* **Task prompt**
This exercise needs all of the entries set down again, exactly as they read.

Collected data
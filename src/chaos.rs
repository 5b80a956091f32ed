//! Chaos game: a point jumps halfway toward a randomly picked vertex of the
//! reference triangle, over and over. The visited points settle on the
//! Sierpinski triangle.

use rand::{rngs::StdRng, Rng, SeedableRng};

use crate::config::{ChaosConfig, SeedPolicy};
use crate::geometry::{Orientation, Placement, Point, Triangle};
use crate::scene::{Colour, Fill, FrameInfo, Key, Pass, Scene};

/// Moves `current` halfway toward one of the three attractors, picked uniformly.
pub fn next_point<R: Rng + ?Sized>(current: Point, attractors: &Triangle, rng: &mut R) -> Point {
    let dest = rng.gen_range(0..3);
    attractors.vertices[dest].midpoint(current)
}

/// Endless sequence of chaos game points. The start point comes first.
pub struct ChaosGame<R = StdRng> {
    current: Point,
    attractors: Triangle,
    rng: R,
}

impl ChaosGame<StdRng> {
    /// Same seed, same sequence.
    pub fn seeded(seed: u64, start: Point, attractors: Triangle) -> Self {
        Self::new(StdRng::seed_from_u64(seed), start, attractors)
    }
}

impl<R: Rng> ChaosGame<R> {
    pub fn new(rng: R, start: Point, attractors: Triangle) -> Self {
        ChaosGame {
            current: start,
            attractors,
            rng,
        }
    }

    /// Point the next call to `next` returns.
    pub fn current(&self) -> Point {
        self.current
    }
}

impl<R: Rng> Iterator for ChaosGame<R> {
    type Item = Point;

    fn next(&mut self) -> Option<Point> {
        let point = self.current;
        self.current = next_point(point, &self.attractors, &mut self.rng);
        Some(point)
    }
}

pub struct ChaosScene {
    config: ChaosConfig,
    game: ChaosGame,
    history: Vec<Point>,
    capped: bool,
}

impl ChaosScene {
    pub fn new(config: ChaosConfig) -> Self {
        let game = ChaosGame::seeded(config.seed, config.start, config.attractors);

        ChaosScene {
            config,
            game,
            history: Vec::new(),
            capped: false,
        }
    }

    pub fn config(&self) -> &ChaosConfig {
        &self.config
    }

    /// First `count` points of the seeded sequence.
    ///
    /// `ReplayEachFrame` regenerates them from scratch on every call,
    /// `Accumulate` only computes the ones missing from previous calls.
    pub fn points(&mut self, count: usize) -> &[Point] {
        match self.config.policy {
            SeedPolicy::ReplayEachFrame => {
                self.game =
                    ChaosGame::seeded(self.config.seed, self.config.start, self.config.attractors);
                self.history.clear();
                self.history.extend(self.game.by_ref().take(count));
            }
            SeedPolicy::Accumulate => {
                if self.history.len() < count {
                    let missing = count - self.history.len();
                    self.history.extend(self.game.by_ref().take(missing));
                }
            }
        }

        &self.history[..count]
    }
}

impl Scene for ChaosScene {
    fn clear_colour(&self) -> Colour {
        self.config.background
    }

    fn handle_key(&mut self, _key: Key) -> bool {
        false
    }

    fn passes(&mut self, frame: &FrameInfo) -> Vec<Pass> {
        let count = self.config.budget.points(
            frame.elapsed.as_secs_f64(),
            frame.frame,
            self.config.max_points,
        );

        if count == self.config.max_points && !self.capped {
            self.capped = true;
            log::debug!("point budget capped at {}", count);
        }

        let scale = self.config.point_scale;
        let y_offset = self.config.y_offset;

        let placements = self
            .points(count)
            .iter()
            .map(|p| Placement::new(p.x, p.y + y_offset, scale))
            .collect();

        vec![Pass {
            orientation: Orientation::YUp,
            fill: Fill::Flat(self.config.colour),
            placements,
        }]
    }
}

* **Solution for this problem**
filename src/chaos.rs
repository 5b80a956091f32ed
//! Chaos game: a point jumps halfway toward a randomly picked vertex of the
//! reference triangle, over and over. The visited points settle on the
//! Sierpinski triangle.

use rand::{rngs::StdRng, Rng, SeedableRng};

use crate::config::{ChaosConfig, SeedPolicy};
use crate::geometry::{Orientation, Placement, Point, Triangle};
use crate::scene::{Colour, Fill, FrameInfo, Key, Pass, Scene};

/// Moves `current` halfway toward one of the three attractors, picked uniformly.
pub fn next_point<R: Rng + ?Sized>(current: Point, attractors: &Triangle, rng: &mut R) -> Point {
    let dest = rng.gen_range(0..3);
    attractors.vertices[dest].midpoint(current)
}

/// Endless sequence of chaos game points. The start point comes first.
pub struct ChaosGame<R = StdRng> {
    current: Point,
    attractors: Triangle,
    rng: R,
}

impl ChaosGame<StdRng> {
    /// Same seed, same sequence.
    pub fn seeded(seed: u64, start: Point, attractors: Triangle) -> Self {
        Self::new(StdRng::seed_from_u64(seed), start, attractors)
    }
}

impl<R: Rng> ChaosGame<R> {
    pub fn new(rng: R, start: Point, attractors: Triangle) -> Self {
        ChaosGame {
            current: start,
            attractors,
            rng,
        }
    }

    /// Point the next call to `next` returns.
    pub fn current(&self) -> Point {
        self.current
    }
}

impl<R: Rng> Iterator for ChaosGame<R> {
    type Item = Point;

    fn next(&mut self) -> Option<Point> {
        let point = self.current;
        self.current = next_point(point, &self.attractors, &mut self.rng);
        Some(point)
    }
}

pub struct ChaosScene {
    config: ChaosConfig,
    game: ChaosGame,
    history: Vec<Point>,
    capped: bool,
}

impl ChaosScene {
    pub fn new(config: ChaosConfig) -> Self {
        let game = ChaosGame::seeded(config.seed, config.start, config.attractors);

        ChaosScene {
            config,
            game,
            history: Vec::new(),
            capped: false,
        }
    }

    pub fn config(&self) -> &ChaosConfig {
        &self.config
    }

    /// First `count` points of the seeded sequence.
    ///
    /// `ReplayEachFrame` regenerates them from scratch on every call,
    /// `Accumulate` only computes the ones missing from previous calls.
    pub fn points(&mut self, count: usize) -> &[Point] {
        match self.config.policy {
            SeedPolicy::ReplayEachFrame => {
                self.game =
                    ChaosGame::seeded(self.config.seed, self.config.start, self.config.attractors);
                self.history.clear();
                self.history.extend(self.game.by_ref().take(count));
            }
            SeedPolicy::Accumulate => {
                if self.history.len() < count {
                    let missing = count - self.history.len();
                    self.history.extend(self.game.by_ref().take(missing));
                }
            }
        }

        &self.history[..count]
    }
}

impl Scene for ChaosScene {
    fn clear_colour(&self) -> Colour {
        self.config.background
    }

    fn handle_key(&mut self, _key: Key) -> bool {
        false
    }

    fn passes(&mut self, frame: &FrameInfo) -> Vec<Pass> {
        let count = self.config.budget.points(
            frame.elapsed.as_secs_f64(),
            frame.frame,
            self.config.max_points,
        );

        if count == self.config.max_points && !self.capped {
            self.capped = true;
            log::debug!("point budget capped at {}", count);
        }

        let scale = self.config.point_scale;
        let y_offset = self.config.y_offset;

        let placements = self
            .points(count)
            .iter()
            .map(|p| Placement::new(p.x, p.y + y_offset, scale))
            .collect();

        vec![Pass {
            orientation: Orientation::YUp,
            fill: Fill::Flat(self.config.colour),
            placements,
        }]
    }
}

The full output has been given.